### [What is expected]
Output only an exact transcription of the line containing "(self.findings, self.rules_run)" and all lines that follow it in the data below.

### [Saved data entries]
++++++++++++++++++++

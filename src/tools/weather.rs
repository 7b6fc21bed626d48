use crate::error::{Result, ToolError};
use crate::llm::types::ToolDefinition;
use crate::tools::ToolParameters;
use crate::weather::{ForecastEntry, Unit, WeatherProvider, WeatherRecord, WeatherReport};
use serde_json::{Value, json};
use tracing::debug;

/// 模型可以调用的天气工具，集合固定
#[derive(Debug, Clone, Copy, PartialEq, Eq)]
pub enum WeatherTool {
    CurrentWeather,
    Forecast,
}

impl WeatherTool {
    pub const ALL: [WeatherTool; 2] = [WeatherTool::CurrentWeather, WeatherTool::Forecast];

    pub fn name(&self) -> &'static str {
        match self {
            WeatherTool::CurrentWeather => "get_current_weather",
            WeatherTool::Forecast => "get_weather_forecast",
        }
    }

    pub fn description(&self) -> &'static str {
        match self {
            WeatherTool::CurrentWeather => "Get the current weather in a given location",
            WeatherTool::Forecast => {
                "Get a day-by-day weather forecast for a given location, averaged per day"
            }
        }
    }

    /// 工具参数的 JSON Schema 定义
    pub fn parameters(&self) -> Value {
        match self {
            WeatherTool::CurrentWeather => json!({
                "type": "object",
                "properties": {
                    "location": {
                        "type": "string",
                        "description": "City name, e.g., Colombo"
                    },
                    "unit": {"type": "string", "enum": ["metric", "imperial"]}
                },
                "required": ["location"]
            }),
            WeatherTool::Forecast => json!({
                "type": "object",
                "properties": {
                    "location": {
                        "type": "string",
                        "description": "City name, e.g., Colombo"
                    },
                    "days": {
                        "type": "integer",
                        "description": "Number of days to forecast, e.g., 3"
                    },
                    "unit": {"type": "string", "enum": ["metric", "imperial"]}
                },
                "required": ["location", "days"]
            }),
        }
    }

    pub fn definition(&self) -> ToolDefinition {
        ToolDefinition::function(self.name(), self.description(), self.parameters())
    }

    /// 每次对话请求附带的完整工具声明
    pub fn definitions() -> Vec<ToolDefinition> {
        Self::ALL.iter().map(WeatherTool::definition).collect()
    }

    pub fn from_name(name: &str) -> Option<Self> {
        Self::ALL.into_iter().find(|tool| tool.name() == name)
    }
}

/// 解析后的工具调用
///
/// 模型传入的 `unit` 参数会被忽略，实际单位以会话设置为准。
#[derive(Debug, Clone, PartialEq)]
pub enum ToolRequest {
    CurrentWeather { location: String },
    Forecast { location: String, days: u32 },
}

/// 工具执行结果，保留类型以便后续标注 emoji
#[derive(Debug, Clone, PartialEq)]
pub enum ToolOutcome {
    Current(WeatherReport<WeatherRecord>),
    Forecast(WeatherReport<Vec<ForecastEntry>>),
}

fn required_str(parameters: &ToolParameters, name: &str) -> Result<String> {
    parameters
        .get(name)
        .and_then(|v| v.as_str())
        .map(str::to_string)
        .ok_or_else(|| ToolError::MissingParameter(name.to_string()).into())
}

fn required_days(parameters: &ToolParameters) -> Result<u32> {
    let value = parameters
        .get("days")
        .ok_or_else(|| ToolError::MissingParameter("days".to_string()))?;

    value
        .as_u64()
        .and_then(|days| u32::try_from(days).ok())
        .ok_or_else(|| {
            ToolError::InvalidParameter {
                name: "days".to_string(),
                message: format!("expected a non-negative integer, got {}", value),
            }
            .into()
        })
}

impl ToolRequest {
    /// 由模型返回的工具名和 JSON 参数字符串构建请求
    pub fn parse(name: &str, arguments: &str) -> Result<Self> {
        let tool = WeatherTool::from_name(name)
            .ok_or_else(|| ToolError::NotFound(name.to_string()))?;
        let parameters: ToolParameters = serde_json::from_str(arguments)?;
        debug!(tool = name, ?parameters, "解析工具参数");

        match tool {
            WeatherTool::CurrentWeather => Ok(ToolRequest::CurrentWeather {
                location: required_str(&parameters, "location")?,
            }),
            WeatherTool::Forecast => Ok(ToolRequest::Forecast {
                location: required_str(&parameters, "location")?,
                days: required_days(&parameters)?,
            }),
        }
    }

    pub fn tool(&self) -> WeatherTool {
        match self {
            ToolRequest::CurrentWeather { .. } => WeatherTool::CurrentWeather,
            ToolRequest::Forecast { .. } => WeatherTool::Forecast,
        }
    }

    pub fn location(&self) -> &str {
        match self {
            ToolRequest::CurrentWeather { location } | ToolRequest::Forecast { location, .. } => {
                location
            }
        }
    }

    pub async fn execute(&self, provider: &dyn WeatherProvider, unit: Unit) -> Result<ToolOutcome> {
        match self {
            ToolRequest::CurrentWeather { location } => Ok(ToolOutcome::Current(
                provider.fetch_current(location, unit).await?,
            )),
            ToolRequest::Forecast { location, days } => Ok(ToolOutcome::Forecast(
                provider.fetch_forecast(location, *days, unit).await?,
            )),
        }
    }
}
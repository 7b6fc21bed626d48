//! OpenAiChatModel 在 wiremock 上的行为测试

use reqwest::Client;
use serde_json::json;
use skywise::error::{LlmError, SkywiseError};
use skywise::llm::types::Message;
use skywise::llm::{ChatModel, OpenAiChatModel};
use skywise::tools::WeatherTool;
use std::sync::Arc;
use wiremock::matchers::{body_partial_json, header, method, path};
use wiremock::{Mock, MockServer, ResponseTemplate};

fn model_for(server: &MockServer) -> OpenAiChatModel {
    OpenAiChatModel::new(
        Arc::new(Client::new()),
        "gpt-4o",
        format!("{}/v1/chat/completions", server.uri()),
        "sk-test",
    )
}

#[tokio::test]
async fn test_complete_returns_tool_calls() {
    let server = MockServer::start().await;
    Mock::given(method("POST"))
        .and(path("/v1/chat/completions"))
        .and(header("authorization", "Bearer sk-test"))
        .and(body_partial_json(json!({"model": "gpt-4o", "tool_choice": "auto"})))
        .respond_with(ResponseTemplate::new(200).set_body_json(json!({
            "id": "chatcmpl-1",
            "model": "gpt-4o",
            "choices": [{
                "index": 0,
                "finish_reason": "tool_calls",
                "message": {
                    "role": "assistant",
                    "content": null,
                    "tool_calls": [{
                        "id": "call_1",
                        "type": "function",
                        "function": {
                            "name": "get_current_weather",
                            "arguments": "{\"location\":\"Colombo\"}"
                        }
                    }]
                }
            }]
        })))
        .expect(1)
        .mount(&server)
        .await;

    let message = model_for(&server)
        .complete(
            vec![Message::user("Weather in Colombo?")],
            Some(WeatherTool::definitions()),
            Some("auto".to_string()),
        )
        .await
        .unwrap();

    let calls = message.requested_tool_calls();
    assert_eq!(calls.len(), 1);
    assert_eq!(calls[0].id, "call_1");
    assert_eq!(calls[0].function.name, "get_current_weather");
    assert!(message.content.is_none());
}

#[tokio::test]
async fn test_chat_simple_returns_text() {
    let server = MockServer::start().await;
    Mock::given(method("POST"))
        .and(path("/v1/chat/completions"))
        .respond_with(ResponseTemplate::new(200).set_body_json(json!({
            "choices": [{"message": {"role": "assistant", "content": "Colombo, Kandy"}}]
        })))
        .mount(&server)
        .await;

    let text = model_for(&server)
        .chat_simple(vec![Message::user("I was in Colombo and Kandy")])
        .await
        .unwrap();
    assert_eq!(text, "Colombo, Kandy");
}

#[tokio::test]
async fn test_non_success_status_is_api_error() {
    let server = MockServer::start().await;
    Mock::given(method("POST"))
        .and(path("/v1/chat/completions"))
        .respond_with(ResponseTemplate::new(401).set_body_string("invalid api key"))
        .mount(&server)
        .await;

    let err = model_for(&server)
        .complete(vec![Message::user("hi")], None, None)
        .await
        .unwrap_err();
    match err {
        SkywiseError::Llm(LlmError::ApiError { status, message }) => {
            assert_eq!(status, 401);
            assert_eq!(message, "invalid api key");
        }
        other => panic!("意外的错误: {}", other),
    }
}

#[tokio::test]
async fn test_no_choices_is_empty_response() {
    let server = MockServer::start().await;
    Mock::given(method("POST"))
        .and(path("/v1/chat/completions"))
        .respond_with(ResponseTemplate::new(200).set_body_json(json!({"choices": []})))
        .mount(&server)
        .await;

    let err = model_for(&server)
        .complete(vec![Message::user("hi")], None, None)
        .await
        .unwrap_err();
    assert!(matches!(err, SkywiseError::Llm(LlmError::EmptyResponse)));
}

#[tokio::test]
async fn test_undecodable_body_is_invalid_response() {
    let server = MockServer::start().await;
    Mock::given(method("POST"))
        .and(path("/v1/chat/completions"))
        .respond_with(ResponseTemplate::new(200).set_body_string("<html>oops</html>"))
        .mount(&server)
        .await;

    let err = model_for(&server)
        .complete(vec![Message::user("hi")], None, None)
        .await
        .unwrap_err();
    assert!(matches!(err, SkywiseError::Llm(LlmError::InvalidResponse(_))));
}
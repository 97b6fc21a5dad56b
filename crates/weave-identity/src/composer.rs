use std::sync::Arc;

use miette::Diagnostic;
use thiserror::Error;
use weave_catalog::{TypeCatalog, TypeName};
use weave_context::ClassContext;
use weave_definitions::{DefinitionBuilder, TargetClassDefinition};
use weave_validate::{ValidationFailure, ValidationReport, Validator};

use crate::cache::ConcreteTypeCache;
use crate::identifier::ConcreteMixinTypeIdentifier;
use crate::metadata::{ConcreteMixinTypeMetadata, ConcreteTargetMetadata};

/// The downstream collaborator that turns metadata into executable types.
pub trait CodeEmitter {
    type Handle;

    fn emit_mixin_type(&self, metadata: &ConcreteMixinTypeMetadata) -> Result<Self::Handle, EmitError>;

    /// Emits the target subclass once every concrete mixin type it uses
    /// exists. `mixin_types` follows `composition.mixin_types`.
    fn emit_target_type(
        &self,
        composition: &Composition,
        mixin_types: &[Arc<Self::Handle>],
    ) -> Result<Self::Handle, EmitError>;
}

#[derive(Debug, Error, Diagnostic, Clone, PartialEq, Eq)]
#[error("Code emission failed for `{type_name}`: {message}")]
#[diagnostic(code(weave_identity::emit_failed))]
pub struct EmitError {
    pub type_name: TypeName,
    pub message: String,
}

#[derive(Debug, Error, Diagnostic)]
pub enum ComposeError {
    #[error(transparent)]
    #[diagnostic(transparent)]
    Validation(#[from] ValidationFailure),

    #[error(transparent)]
    #[diagnostic(transparent)]
    Emit(#[from] EmitError),
}

/// A validated composition, ready for code generation.
#[derive(Debug, Clone)]
pub struct Composition {
    pub definition: TargetClassDefinition,
    /// The passing report; may still carry warnings.
    pub report: ValidationReport,
    /// One entry per mixin that needs a generated type, in application order.
    pub mixin_types: Vec<ConcreteMixinTypeMetadata>,
    pub target: ConcreteTargetMetadata,
}

impl Composition {
    pub fn identifiers(&self) -> impl Iterator<Item = &ConcreteMixinTypeIdentifier> + '_ {
        self.mixin_types.iter().map(|metadata| &metadata.identifier)
    }

    pub fn mixin_metadata(&self, mixin_type: &TypeName) -> Option<&ConcreteMixinTypeMetadata> {
        self.mixin_types.iter().find(|metadata| metadata.mixin_type() == mixin_type)
    }
}

/// The output of [`Composer::compose_and_generate`].
#[derive(Debug)]
pub struct GeneratedComposition<H> {
    pub composition: Composition,
    pub mixin_types: Vec<Arc<H>>,
    pub target_type: H,
}

/// Runs the whole pipeline for one class context: definition building,
/// resolution, validation, identity computation and, on request, cached
/// code generation.
pub struct Composer<'c, H> {
    catalog: &'c dyn TypeCatalog,
    validator: Validator,
    cache: Arc<ConcreteTypeCache<H>>,
}

impl<'c, H> Composer<'c, H> {
    pub fn new(catalog: &'c dyn TypeCatalog, cache: Arc<ConcreteTypeCache<H>>) -> Self {
        Composer { catalog, validator: Validator::new(), cache }
    }

    pub fn with_validator(mut self, validator: Validator) -> Self {
        self.validator = validator;
        self
    }

    pub fn cache(&self) -> &Arc<ConcreteTypeCache<H>> {
        &self.cache
    }

    /// Builds and validates the definition of `context`. Nothing past
    /// validation runs for a failing configuration.
    pub fn compose(&self, context: &ClassContext) -> Result<Composition, ValidationFailure> {
        let definition = DefinitionBuilder::new(self.catalog).build(context);
        let report = self.validator.validate(&definition).into_result()?;

        let mixin_types = definition
            .mixin_order
            .iter()
            .filter_map(|mixin| ConcreteMixinTypeMetadata::from_definition(&definition, *mixin))
            .collect();
        let target = ConcreteTargetMetadata::from_definition(&definition);
        Ok(Composition { definition, report, mixin_types, target })
    }

    /// Composes `context` and drives `emitter`, generating each concrete
    /// mixin type through the shared cache.
    pub fn compose_and_generate<E>(
        &self,
        context: &ClassContext,
        emitter: &E,
    ) -> Result<GeneratedComposition<H>, ComposeError>
    where
        E: CodeEmitter<Handle = H>,
    {
        let composition = self.compose(context)?;
        let mut mixin_types = Vec::with_capacity(composition.mixin_types.len());
        for metadata in &composition.mixin_types {
            let handle = self
                .cache
                .try_get_or_generate(&metadata.identifier, |_| emitter.emit_mixin_type(metadata))?;
            mixin_types.push(handle);
        }
        let target_type = emitter.emit_target_type(&composition, &mixin_types)?;
        log::debug!(
            "generated `{}` with {} concrete mixin type(s)",
            composition.target.target,
            mixin_types.len()
        );
        Ok(GeneratedComposition { composition, mixin_types, target_type })
    }
}
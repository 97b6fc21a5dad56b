use std::collections::BTreeMap;

use weave_catalog::{TypeCatalog, TypeName};

use crate::builder::{participant_is_assignable, record};
use crate::graph::{
    ComposedInterfaceDefinition, IntroducedAttribute, IntroducedInterface, MixinId, Participant, TargetClassDefinition,
};
use crate::problem::ResolutionProblem;

/// Collects what the mixins add to the generated type: interfaces the
/// target does not already implement, attributes, and the implementers of
/// each composed interface.
pub(crate) fn collect(definition: &mut TargetClassDefinition, catalog: &dyn TypeCatalog) {
    introduce_interfaces(definition);
    introduce_attributes(definition);
    compose_interfaces(definition, catalog);
}

fn introduce_interfaces(definition: &mut TargetClassDefinition) {
    let mut introducers: BTreeMap<TypeName, Vec<MixinId>> = BTreeMap::new();
    for mixin in definition.mixins_in_order() {
        for interface in &mixin.interfaces {
            if !definition.target_interfaces.contains(interface) {
                introducers.entry(interface.clone()).or_default().push(mixin.id);
            }
        }
    }

    for (interface, mixins) in introducers {
        let implementer = mixins[0];
        if mixins.len() > 1 {
            let problem = ResolutionProblem::DuplicateIntroduction {
                interface: interface.clone(),
                mixins: mixins.iter().map(|id| definition.mixin(*id).mixin_type.clone()).collect(),
            };
            record(&mut definition.problems, problem);
        }
        definition.introduced_interfaces.push(IntroducedInterface {
            interface,
            implementer,
            visibility: definition.mixin(implementer).context.visibility,
        });
    }
}

fn introduce_attributes(definition: &mut TargetClassDefinition) {
    let mut single_use: BTreeMap<TypeName, Vec<MixinId>> = BTreeMap::new();
    let mut introduced = Vec::new();
    for mixin in definition.mixins_in_order() {
        for attribute in &mixin.attributes {
            if attribute.allow_multiple {
                introduced.push(IntroducedAttribute {
                    attribute_type: attribute.attribute_type.clone(),
                    source: mixin.id,
                    allow_multiple: true,
                });
            } else if definition.attributes.iter().any(|own| own.attribute_type == attribute.attribute_type) {
                log::trace!("`{}` already carries `{}`", definition.target, attribute.attribute_type);
            } else {
                single_use.entry(attribute.attribute_type.clone()).or_default().push(mixin.id);
            }
        }
    }

    for (attribute_type, mixins) in single_use {
        if mixins.len() > 1 {
            let problem = ResolutionProblem::DuplicateAttribute {
                attribute: attribute_type.clone(),
                mixins: mixins.iter().map(|id| definition.mixin(*id).mixin_type.clone()).collect(),
            };
            record(&mut definition.problems, problem);
        }
        introduced.push(IntroducedAttribute { attribute_type, source: mixins[0], allow_multiple: false });
    }
    definition.introduced_attributes = introduced;
}

fn compose_interfaces(definition: &mut TargetClassDefinition, catalog: &dyn TypeCatalog) {
    let participants: Vec<Participant> = std::iter::once(Participant::Target)
        .chain(definition.mixin_order.iter().map(|id| Participant::Mixin(*id)))
        .collect();
    let composed: Vec<ComposedInterfaceDefinition> = definition
        .context
        .composed_interfaces()
        .iter()
        .map(|interface| ComposedInterfaceDefinition {
            interface: interface.clone(),
            implementers: participants
                .iter()
                .copied()
                .filter(|participant| participant_is_assignable(definition, catalog, *participant, interface))
                .collect(),
        })
        .collect();
    definition.composed_interfaces = composed;
}
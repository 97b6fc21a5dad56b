use std::fmt;

use miette::Diagnostic;

use crate::rule::NodeKind;

#[derive(Debug, Clone, Copy, PartialEq, Eq, Hash, PartialOrd, Ord)]
pub enum Severity {
    Warning,
    Error,
}

impl fmt::Display for Severity {
    fn fmt(&self, f: &mut fmt::Formatter<'_>) -> fmt::Result {
        match self {
            Severity::Warning => write!(f, "warning"),
            Severity::Error => write!(f, "error"),
        }
    }
}

/// One problem reported by one rule against one definition node.
#[derive(Debug, Clone, PartialEq, Eq, Hash)]
pub struct ValidationFinding {
    pub severity: Severity,
    /// Name of the rule that reported it.
    pub rule: String,
    pub node: NodeKind,
    /// The offending definition, e.g. `App.Order.Save()` for a member.
    pub location: String,
    pub message: String,
}

impl fmt::Display for ValidationFinding {
    fn fmt(&self, f: &mut fmt::Formatter<'_>) -> fmt::Result {
        write!(f, "{} `{}`: {}", self.node, self.location, self.message)
    }
}

impl std::error::Error for ValidationFinding {}

impl Diagnostic for ValidationFinding {
    fn code<'a>(&'a self) -> Option<Box<dyn fmt::Display + 'a>> {
        Some(Box::new(&self.rule))
    }

    fn severity(&self) -> Option<miette::Severity> {
        Some(match self.severity {
            Severity::Warning => miette::Severity::Warning,
            Severity::Error => miette::Severity::Error,
        })
    }
}

#[derive(Debug, Clone)]
struct Scope {
    rule: String,
    node: NodeKind,
    location: String,
}

/// The shared, append-only log rules write their findings to.
///
/// The validator points the log at the rule and node being checked before
/// each invocation, so a rule only supplies the message.
#[derive(Debug, Default)]
pub struct ValidationLog {
    findings: Vec<ValidationFinding>,
    scope: Option<Scope>,
    rules_run: usize,
}

impl ValidationLog {
    pub fn new() -> Self {
        Self::default()
    }

    pub fn error(&mut self, message: impl Into<String>) {
        self.report(Severity::Error, message.into());
    }

    pub fn warn(&mut self, message: impl Into<String>) {
        self.report(Severity::Warning, message.into());
    }

    pub fn findings(&self) -> &[ValidationFinding] {
        &self.findings
    }

    pub fn rules_run(&self) -> usize {
        self.rules_run
    }

    pub(crate) fn enter(&mut self, rule: &str, node: NodeKind, location: &str) {
        self.rules_run += 1;
        self.scope = Some(Scope { rule: rule.to_string(), node, location: location.to_string() });
    }

    pub(crate) fn leave(&mut self) {
        self.scope = None;
    }

    pub(crate) fn into_findings(self) -> (Vec<ValidationFinding>, usize) {
        (self.findings, self.rules_run)
    }

    fn report(&mut self, severity: Severity, message: String) {
        let (rule, node, location) = match &self.scope {
            Some(scope) => (scope.rule.clone(), scope.node, scope.location.clone()),
            None => ("unscoped".to_string(), NodeKind::TargetClass, String::new()),
        };
        log::trace!("{severity} from `{rule}` on {node} `{location}`: {message}");
        self.findings.push(ValidationFinding { severity, rule, node, location, message });
    }
}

++++++++++++++++++++

### [Output of the task]
        (self.findings, self.rules_run)
    }

    fn report(&mut self, severity: Severity, message: String) {
        let (rule, node, location) = match &self.scope {
            Some(scope) => (scope.rule.clone(), scope.node, scope.location.clone()),
            None => ("unscoped".to_string(), NodeKind::TargetClass, String::new()),
        };
        log::trace!("{severity} from `{rule}` on {node} `{location}`: {message}");
        self.findings.push(ValidationFinding { severity, rule, node, location, message });
    }
}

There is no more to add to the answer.